La plateforme Energy Expert, d’Alibaba Cloud, a également été déployée sur 35 sites des JO. Alimentée par l’IA, elle est conçue pour aider les entreprises à mesurer, analyser, gérer et réduire leurs émissions carbone. Elle a, elle aussi, permis d’optimiser la consommation et de minimiser le gaspillage sur ces différents sites.
«La durabilité est l’un des trois piliers de l’Agenda olympique 2020+5, au même titre que la crédibilité et la jeunesse», a déclaré llario Corna, directeur général de l’information et de la technologie au Comité international olympique (CIO). «Grâce à Energy Expert, nous pouvons désormais prévoir nos impacts énergétiques à long terme et mesurer précisément nos progrès. La consommation d’électricité contribue aux émissions carbone des Jeux Olympiques. Les données produites par Energy Expert nous aideront à tirer des leçons de chaque édition des Jeux et à appliquer intelligemment ces connaissances pour rendre les événements futurs encore plus efficaces sur le plan énergétique.»
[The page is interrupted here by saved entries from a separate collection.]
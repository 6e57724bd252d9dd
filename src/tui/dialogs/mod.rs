//! Dialog modules for the TUI
//!
//! Contains modal dialogs for various operations

pub mod confirm;
pub mod transaction;
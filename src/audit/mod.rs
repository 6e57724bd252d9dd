//! Audit logging system for Pocket Ledger
//!
//! Records every transaction added or deleted through the application in an
//! append-only log, one JSON object per line, alongside a snapshot of the
//! transaction involved.
//!
//! # Example
//!
//! ```rust,ignore
//! use pocket_ledger::audit::{AuditEntry, AuditLogger};
//!
//! let logger = AuditLogger::new(paths.audit_log());
//! let id = store.add_transaction(txn.clone())?;
//! logger.log(&AuditEntry::create(id, &txn))?;
//! ```

mod entry;
mod logger;

pub use entry::{AuditEntry, Operation};
pub use logger::AuditLogger;
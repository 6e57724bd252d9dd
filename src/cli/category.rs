//! Category CLI commands

use crate::display::category::format_catalog;
use crate::error::LedgerResult;
use crate::storage::Storage;

/// Print the category catalog
pub fn handle_categories_command(storage: &Storage) -> LedgerResult<()> {
    print!("{}", format_catalog(storage.ledger.catalog()));
    Ok(())
}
Une cybersécurité renforcée pour faire face à la multiplication des menaces
Dans un contexte géopolitique sous tension, les équipes chargées de la cybersécurité des Jeux s’attendaient à un événement sous tension, alors que pas moins de quatre milliards de cyberattaques étaient attendues. En prévision, le Comité d’organisation s’est associé avec l’américain Cisco, qui avait déjà sécurisé les Jeux de Londres, Rio et Tokyo. Un centre opérationnel de sécurité (SOC) a été mis en place en vue de coordonner les équipes chargées de surveiller l’ensemble du système d’information (SI) de Paris 2024 afin de détecter signes d’activités suspectes, dysfonctionnements et vulnérabilités. L’entreprise américaine a notamment déployé ses algorithmes d’IA pour assurer que les personnes qui se connectent au SI soient légitimes et les laisser accéder seulement aux applications pour lesquelles elles sont autorisées.
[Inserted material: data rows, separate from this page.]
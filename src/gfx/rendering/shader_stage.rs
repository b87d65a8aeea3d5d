//! Compiled shader stages
//!
//! A stage is one WGSL module compiled from one file. Vertex and fragment
//! stages differ only in their entry point and in which half of the pipeline
//! descriptor they fill, so both live behind [`ShaderStage`].

use std::path::{Path, PathBuf};

use crate::{
    error::{EngineError, EngineResult},
    wgpu_utils::validation_message,
};

pub const VERTEX_ENTRY: &str = "vs_main";
pub const FRAGMENT_ENTRY: &str = "fs_main";
pub const LAYOUT_ENTRY: &str = "vs_layout";

#[derive(Debug, Clone, Copy, PartialEq, Eq, Hash)]
pub enum StageKind {
    Vertex,
    Fragment,
}

#[derive(Debug)]
pub struct VertexStage {
    module: wgpu::ShaderModule,
    path: PathBuf,
}

#[derive(Debug)]
pub struct FragmentStage {
    module: wgpu::ShaderModule,
    path: PathBuf,
}

#[derive(Debug)]
pub enum ShaderStage {
    Vertex(VertexStage),
    Fragment(FragmentStage),
}

/// Descriptor halves filled in by [`ShaderStage::bind`]
#[derive(Default)]
pub struct BoundStages<'a> {
    pub vertex: Option<wgpu::VertexState<'a>>,
    pub fragment: Option<wgpu::FragmentState<'a>>,
}

/// Compiles the WGSL file at `path` into a module
///
/// Compiler diagnostics are written to `diagnostic_file`, replacing what an
/// earlier failure left there.
pub fn compile_module(
    device: &wgpu::Device,
    path: &Path,
    diagnostic_file: &Path,
) -> EngineResult<wgpu::ShaderModule> {
    let source = std::fs::read_to_string(path).map_err(|source| EngineError::ShaderSourceMissing {
        path: path.to_path_buf(),
        source,
    })?;

    let label = path.display().to_string();
    let (module, diagnostic) = validation_message(device, || {
        device.create_shader_module(wgpu::ShaderModuleDescriptor {
            label: Some(&label),
            source: wgpu::ShaderSource::Wgsl(source.into()),
        })
    });

    let Some(diagnostic) = diagnostic else {
        log::debug!("compiled shader '{label}'");
        return Ok(module);
    };

    if let Err(err) = std::fs::write(diagnostic_file, &diagnostic) {
        log::warn!(
            "could not write shader diagnostic to '{}': {err}",
            diagnostic_file.display()
        );
    }
    log::error!(
        "shader '{label}' failed to compile, diagnostic written to '{}'",
        diagnostic_file.display()
    );

    Err(EngineError::ShaderCompile {
        path: path.to_path_buf(),
        diagnostic_file: diagnostic_file.to_path_buf(),
    })
}

impl ShaderStage {
    /// Compiles `path` as a stage of the given kind
    ///
    /// # Arguments
    /// * `device` - Device the module is created on
    /// * `kind` - Which pipeline stage the module feeds
    /// * `path` - WGSL source file
    /// * `diagnostic_file` - Where compiler output goes on failure
    pub fn compile(
        device: &wgpu::Device,
        kind: StageKind,
        path: &Path,
        diagnostic_file: &Path,
    ) -> EngineResult<Self> {
        let module = compile_module(device, path, diagnostic_file)?;
        let path = path.to_path_buf();

        Ok(match kind {
            StageKind::Vertex => ShaderStage::Vertex(VertexStage { module, path }),
            StageKind::Fragment => ShaderStage::Fragment(FragmentStage { module, path }),
        })
    }

    pub fn kind(&self) -> StageKind {
        match self {
            ShaderStage::Vertex(_) => StageKind::Vertex,
            ShaderStage::Fragment(_) => StageKind::Fragment,
        }
    }

    pub fn path(&self) -> &Path {
        match self {
            ShaderStage::Vertex(stage) => &stage.path,
            ShaderStage::Fragment(stage) => &stage.path,
        }
    }

    /// Fills this stage's half of a pipeline descriptor
    ///
    /// A later stage of the same kind replaces an earlier one.
    pub fn bind<'a>(
        &'a self,
        stages: &mut BoundStages<'a>,
        buffers: &'a [wgpu::VertexBufferLayout<'a>],
        targets: &'a [Option<wgpu::ColorTargetState>],
    ) {
        match self {
            ShaderStage::Vertex(stage) => {
                stages.vertex = Some(wgpu::VertexState {
                    module: &stage.module,
                    entry_point: Some(VERTEX_ENTRY),
                    buffers,
                    compilation_options: wgpu::PipelineCompilationOptions::default(),
                });
            }
            ShaderStage::Fragment(stage) => {
                stages.fragment = Some(wgpu::FragmentState {
                    module: &stage.module,
                    entry_point: Some(FRAGMENT_ENTRY),
                    targets,
                    compilation_options: wgpu::PipelineCompilationOptions::default(),
                });
            }
        }
    }
}

#[cfg(all(test, feature = "gpu-tests"))]
mod gpu_tests {
    use super::*;
    use crate::test_support::headless_device;

    fn temp_path(name: &str) -> PathBuf {
        std::env::temp_dir().join(format!("ubrot-stage-{}-{name}", std::process::id()))
    }

    #[test]
    fn bundled_stages_compile() {
        let Some((device, _queue)) = headless_device() else {
            return;
        };
        let diagnostic = temp_path("ok-diagnostic.txt");

        let vertex = ShaderStage::compile(
            &device,
            StageKind::Vertex,
            Path::new("shaders/color.vert.wgsl"),
            &diagnostic,
        )
        .unwrap();
        let fragment = ShaderStage::compile(
            &device,
            StageKind::Fragment,
            Path::new("shaders/color.frag.wgsl"),
            &diagnostic,
        )
        .unwrap();

        assert_eq!(vertex.kind(), StageKind::Vertex);
        assert_eq!(fragment.kind(), StageKind::Fragment);
        assert_eq!(fragment.path(), Path::new("shaders/color.frag.wgsl"));
        assert!(!diagnostic.exists());
    }

    #[test]
    fn broken_source_writes_diagnostic() {
        let Some((device, _queue)) = headless_device() else {
            return;
        };
        let source = temp_path("broken.wgsl");
        let diagnostic = temp_path("broken-diagnostic.txt");
        std::fs::write(&source, "@vertex fn vs_main() -> @builtin(position) vec4<f32> { return 1; }").unwrap();

        let result = ShaderStage::compile(&device, StageKind::Vertex, &source, &diagnostic);

        assert!(matches!(result, Err(EngineError::ShaderCompile { .. })));
        let text = std::fs::read_to_string(&diagnostic).unwrap();
        assert!(!text.is_empty());

        std::fs::remove_file(source).ok();
        std::fs::remove_file(diagnostic).ok();
    }

    #[test]
    fn missing_source_is_reported_without_diagnostic() {
        let Some((device, _queue)) = headless_device() else {
            return;
        };
        let diagnostic = temp_path("missing-diagnostic.txt");

        let result = ShaderStage::compile(
            &device,
            StageKind::Fragment,
            Path::new("shaders/does-not-exist.wgsl"),
            &diagnostic,
        );

        assert!(matches!(result, Err(EngineError::ShaderSourceMissing { .. })));
        assert!(!diagnostic.exists());
    }
}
Le français Atos était également de la partie. Deux mille salariés de l’entreprise ont été mobilisés pour l’événement, dont 300 présents vingt-quatre heures sur vingt-quatre dans la tour de contrôle du comité d’organisation, à Saint-Denis. Plus de 100 experts cyber, répartis dans trois équipes, se sont en outre relayés lors des compétitions. Leur mission: établir une liste de risques pouvant affecter l’IT des Jeux, dont les 150 applications déployées par Atos au sein de deux systèmes IT distincts. De nombreux tests, ainsi que des exercices d’équipe rouge, ont par ailleurs été menés en amont des Jeux.
Enfin, des algorithmes d’IA ont été déployés pour analyser en temps réel les images capturées par les caméras de surveillance et détecter d’éventuelles menaces. S’il faudra attendre les Jeux paralympiques pour tirer un bilan complet, les équipes cyber semblent pour l’heure avoir été à la hauteur de l’événement.